Fantastyka jest wszędzie
Z Beniaminem Schroederem o potrzebie ucieczki od rzeczywistości, grach wyobraźni, książkowej fantastyce oraz... zielonych stworkach rozmawia Wojtek Żołneczko.
– Co robi się na takim konwencie?
– Gra się w gry planszowe i fabularne, jest sporo prelekcji związanych z kulturą, fantastyką, historią. Najczęściej organizowane są również spotkania z twórcami gier lub pisarzami. W konkursach i turniejach można wygrać nagrody. Od kilku lat atrakcją Goblikonu są wycieczki do raciborskiego browaru. To są trzy dni zabawy, prelekcji, poznawania ludzi i robienia rzeczy, na które na co dzień może nie być czasu lub możliwości.
– Dużo uwagi poświęcacie grom, ale fantastyka zaczęła się od książek. Podaj proszę trzy najważniejsze dla Ciebie tytuły.
– Pierwsze miejsce to „Mroczna Wieża” Stephena Kinga. Jestem zobowiązany wskazać też „Władcę Pierścieni” Tolkiena. Pewne znaczenie ma dla mnie również saga wiedźmińska. Jest też świetny, mało znany w Polsce pisarz amerykański – Brent Weeks.
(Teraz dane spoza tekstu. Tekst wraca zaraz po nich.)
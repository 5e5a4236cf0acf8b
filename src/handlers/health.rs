use actix_web::HttpResponse;
use serde::Serialize;
use utoipa::ToSchema;

#[derive(Debug, Serialize, ToSchema)]
pub struct HealthResponse {
    pub status: String,
}

#[utoipa::path(
    get,
    path = "/health",
    responses((status = 200, description = "Service is up", body = HealthResponse))
)]
pub async fn health() -> HttpResponse {
    HttpResponse::Ok().json(HealthResponse {
        status: "ok".to_string(),
    })
}
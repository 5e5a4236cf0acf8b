use std::io;
use std::sync::Arc;

use crm_service::config::AppConfig;
use crm_service::jobs::Scheduler;
use crm_service::{build_schema, build_server, create_pool, diesel_services, run_migrations};
use dotenvy::dotenv;

#[actix_web::main]
async fn main() -> io::Result<()> {
    dotenv().ok();
    env_logger::init_from_env(env_logger::Env::default().default_filter_or("info"));

    let config = AppConfig::from_env().map_err(io::Error::other)?;

    let pool = create_pool(&config.database_url).map_err(io::Error::other)?;
    run_migrations(&pool).map_err(io::Error::other)?;

    let services = Arc::new(diesel_services(pool));
    let schema = build_schema(services.clone());

    let scheduler = if config.jobs.enabled {
        Some(Scheduler::start(schema.clone(), &config.jobs).map_err(io::Error::other)?)
    } else {
        log::info!("Background jobs disabled");
        None
    };

    log::info!("Starting server at http://{}:{}", config.host, config.port);
    let result = build_server(services, schema, &config.host, config.port)?.await;

    if let Some(scheduler) = scheduler {
        scheduler.shutdown().await;
    }
    result
}
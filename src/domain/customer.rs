use chrono::{DateTime, Utc};
use uuid::Uuid;

use super::errors::DomainError;
use super::validation::{validate_email, validate_name, validate_phone};

#[derive(Debug, Clone, PartialEq)]
pub struct Customer {
    pub id: Uuid,
    pub name: String,
    pub email: String,
    pub phone: Option<String>,
    pub created_at: DateTime<Utc>,
}

/// Unvalidated customer fields as received from a caller.
#[derive(Debug, Clone, Default)]
pub struct CustomerInput {
    pub name: String,
    pub email: String,
    pub phone: Option<String>,
}

/// A customer that passed field validation and is ready to insert.
#[derive(Debug, Clone)]
pub struct NewCustomer {
    pub name: String,
    pub email: String,
    pub phone: Option<String>,
}

impl TryFrom<&CustomerInput> for NewCustomer {
    type Error = DomainError;

    fn try_from(input: &CustomerInput) -> Result<Self, Self::Error> {
        Ok(NewCustomer {
            name: validate_name(&input.name)?,
            email: validate_email(&input.email)?,
            phone: validate_phone(input.phone.as_deref())?,
        })
    }
}

#[derive(Debug, Clone)]
pub struct CustomerCreated {
    pub customer: Customer,
    pub message: String,
}

/// Outcome of a bulk insert: partial success is allowed.
#[derive(Debug, Clone, Default)]
pub struct BulkCreateResult {
    pub customers: Vec<Customer>,
    /// One `"<email> - <reason>"` entry per rejected record.
    pub errors: Vec<String>,
}

impl BulkCreateResult {
    pub(crate) fn reject(&mut self, email: &str, err: &DomainError) {
        self.errors.push(format!("{} - {}", email.trim(), err));
    }
}
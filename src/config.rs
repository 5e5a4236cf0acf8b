use std::path::PathBuf;
use std::str::FromStr;
use std::time::Duration;

use thiserror::Error;

#[derive(Debug, Error)]
pub enum ConfigError {
    #[error("Missing environment variable '{0}'")]
    Missing(&'static str),

    #[error("Invalid value for {name}: '{value}'")]
    Invalid { name: &'static str, value: String },
}

/// One background job's schedule and output file.
#[derive(Debug, Clone, PartialEq)]
pub struct JobSettings {
    pub interval: Duration,
    pub log_path: PathBuf,
}

#[derive(Debug, Clone, PartialEq)]
pub struct JobsConfig {
    pub enabled: bool,
    /// GraphQL endpoint polled by the heartbeat.
    pub graphql_url: String,
    pub heartbeat: JobSettings,
    pub low_stock: JobSettings,
    pub reminders: JobSettings,
    pub report: JobSettings,
}

#[derive(Debug, Clone)]
pub struct AppConfig {
    pub database_url: String,
    pub host: String,
    pub port: u16,
    pub jobs: JobsConfig,
}

impl AppConfig {
    /// Reads the process environment. `.env` is loaded by the caller.
    pub fn from_env() -> Result<Self, ConfigError> {
        Self::from_lookup(|name| std::env::var(name).ok())
    }

    /// Builds the configuration from any variable source.
    pub fn from_lookup<F>(lookup: F) -> Result<Self, ConfigError>
    where
        F: Fn(&str) -> Option<String>,
    {
        let get = |name: &str| lookup(name).filter(|v| !v.trim().is_empty());

        let database_url = get("DATABASE_URL").ok_or(ConfigError::Missing("DATABASE_URL"))?;
        let host = get("HOST").unwrap_or_else(|| "0.0.0.0".to_string());
        let port: u16 = parse_or(get("PORT"), "PORT", 8080)?;

        let graphql_url =
            get("GRAPHQL_URL").unwrap_or_else(|| format!("http://127.0.0.1:{}/graphql", port));
        let enabled: bool = parse_or(get("JOBS_ENABLED"), "JOBS_ENABLED", true)?;

        let job = |interval_var: &'static str,
                   default_secs: u64,
                   log_var: &'static str,
                   default_log: &str|
         -> Result<JobSettings, ConfigError> {
            let secs: u64 = parse_or(get(interval_var), interval_var, default_secs)?;
            if secs == 0 {
                return Err(ConfigError::Invalid {
                    name: interval_var,
                    value: secs.to_string(),
                });
            }
            Ok(JobSettings {
                interval: Duration::from_secs(secs),
                log_path: get(log_var)
                    .map(PathBuf::from)
                    .unwrap_or_else(|| PathBuf::from(default_log)),
            })
        };

        let jobs = JobsConfig {
            enabled,
            graphql_url,
            heartbeat: job(
                "HEARTBEAT_INTERVAL_SECS",
                5 * 60,
                "HEARTBEAT_LOG",
                "/tmp/crm_heartbeat_log.txt",
            )?,
            low_stock: job(
                "LOW_STOCK_INTERVAL_SECS",
                12 * 60 * 60,
                "LOW_STOCK_LOG",
                "/tmp/low_stock_updates_log.txt",
            )?,
            reminders: job(
                "REMINDER_INTERVAL_SECS",
                24 * 60 * 60,
                "REMINDER_LOG",
                "/tmp/order_reminders_log.txt",
            )?,
            report: job(
                "REPORT_INTERVAL_SECS",
                7 * 24 * 60 * 60,
                "REPORT_LOG",
                "/tmp/crm_report_log.txt",
            )?,
        };

        log::info!("Configuration loaded (host {}, port {})", host, port);

        Ok(Self {
            database_url,
            host,
            port,
            jobs,
        })
    }
}

fn parse_or<T: FromStr>(
    raw: Option<String>,
    name: &'static str,
    default: T,
) -> Result<T, ConfigError> {
    match raw {
        Some(value) => value
            .trim()
            .parse()
            .map_err(|_| ConfigError::Invalid { name, value }),
        None => Ok(default),
    }
}

#[cfg(test)]
mod tests {
    use std::collections::HashMap;

    use super::*;

    fn config(vars: &[(&str, &str)]) -> Result<AppConfig, ConfigError> {
        let vars: HashMap<String, String> = vars
            .iter()
            .map(|(k, v)| (k.to_string(), v.to_string()))
            .collect();
        AppConfig::from_lookup(|name| vars.get(name).cloned())
    }

    #[test]
    fn defaults_apply_when_only_database_url_is_set() {
        let cfg = config(&[("DATABASE_URL", "postgres://localhost/crm")]).unwrap();

        assert_eq!(cfg.host, "0.0.0.0");
        assert_eq!(cfg.port, 8080);
        assert!(cfg.jobs.enabled);
        assert_eq!(cfg.jobs.graphql_url, "http://127.0.0.1:8080/graphql");
        assert_eq!(cfg.jobs.heartbeat.interval, Duration::from_secs(300));
        assert_eq!(cfg.jobs.report.interval, Duration::from_secs(604_800));
        assert_eq!(
            cfg.jobs.low_stock.log_path,
            PathBuf::from("/tmp/low_stock_updates_log.txt")
        );
    }

    #[test]
    fn missing_database_url_is_an_error() {
        let err = config(&[]).unwrap_err();
        assert!(matches!(err, ConfigError::Missing("DATABASE_URL")));
    }

    #[test]
    fn overrides_are_read() {
        let cfg = config(&[
            ("DATABASE_URL", "postgres://db/crm"),
            ("PORT", "9000"),
            ("JOBS_ENABLED", "false"),
            ("REMINDER_INTERVAL_SECS", "60"),
            ("REPORT_LOG", "/var/log/crm_report.txt"),
        ])
        .unwrap();

        assert_eq!(cfg.port, 9000);
        assert_eq!(cfg.jobs.graphql_url, "http://127.0.0.1:9000/graphql");
        assert!(!cfg.jobs.enabled);
        assert_eq!(cfg.jobs.reminders.interval, Duration::from_secs(60));
        assert_eq!(
            cfg.jobs.report.log_path,
            PathBuf::from("/var/log/crm_report.txt")
        );
    }

    #[test]
    fn invalid_numbers_are_rejected() {
        let err = config(&[("DATABASE_URL", "postgres://db/crm"), ("PORT", "eighty")])
            .unwrap_err();
        assert_eq!(err.to_string(), "Invalid value for PORT: 'eighty'");

        let err = config(&[
            ("DATABASE_URL", "postgres://db/crm"),
            ("HEARTBEAT_INTERVAL_SECS", "0"),
        ])
        .unwrap_err();
        assert!(matches!(
            err,
            ConfigError::Invalid {
                name: "HEARTBEAT_INTERVAL_SECS",
                ..
            }
        ));
    }
}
Bardzo sobie cenię jego trylogię „Nocnego Anioła” oraz sagę „Powiernik Światła”.
- Wspomniałeś o "Władcy Pierścieni" i "Wiedźminie". To najbardziej znane w Polsce książki z gatunku fantastyki, jednak świat w nich przedstawiony wydaje się diametralnie różny. Tolkien celuje w czarno-białą walkę Dobra ze Złem, u Sapkowskiego wszystko jest brudne i przyziemne, ludzie są nikczemni... Która konwencja bardziej Ci odpowiada?
- Myślę, że w obu tych światach jest i brud i patos, ale na innym poziomie. Te książki są do siebie podobne również przez osadzenie akcji w konwencji, którą dzisiaj nazywamy medieval fantasy (pol. średniowieczna fantastyka), czyli mamy zarówno rycerzy na koniach jak i elementy magii.
- Czy to Twoja ulubiona konwencja fantastyki?
- Trudno powiedzieć, bo siedzę po trochu w każdej. Możliwe, że najbardziej odpowiada mi właśnie to średniowieczne fantasy. Być może dlatego, że ono jest najpopularniejsze i od niego rozpocząłem przygodę z fantastyką. Z drugiej strony moja ulubiona "Mroczna Wieża" nie ma tego klimatu - to właściwie western zmieszany z horrorem i podróżami między światami.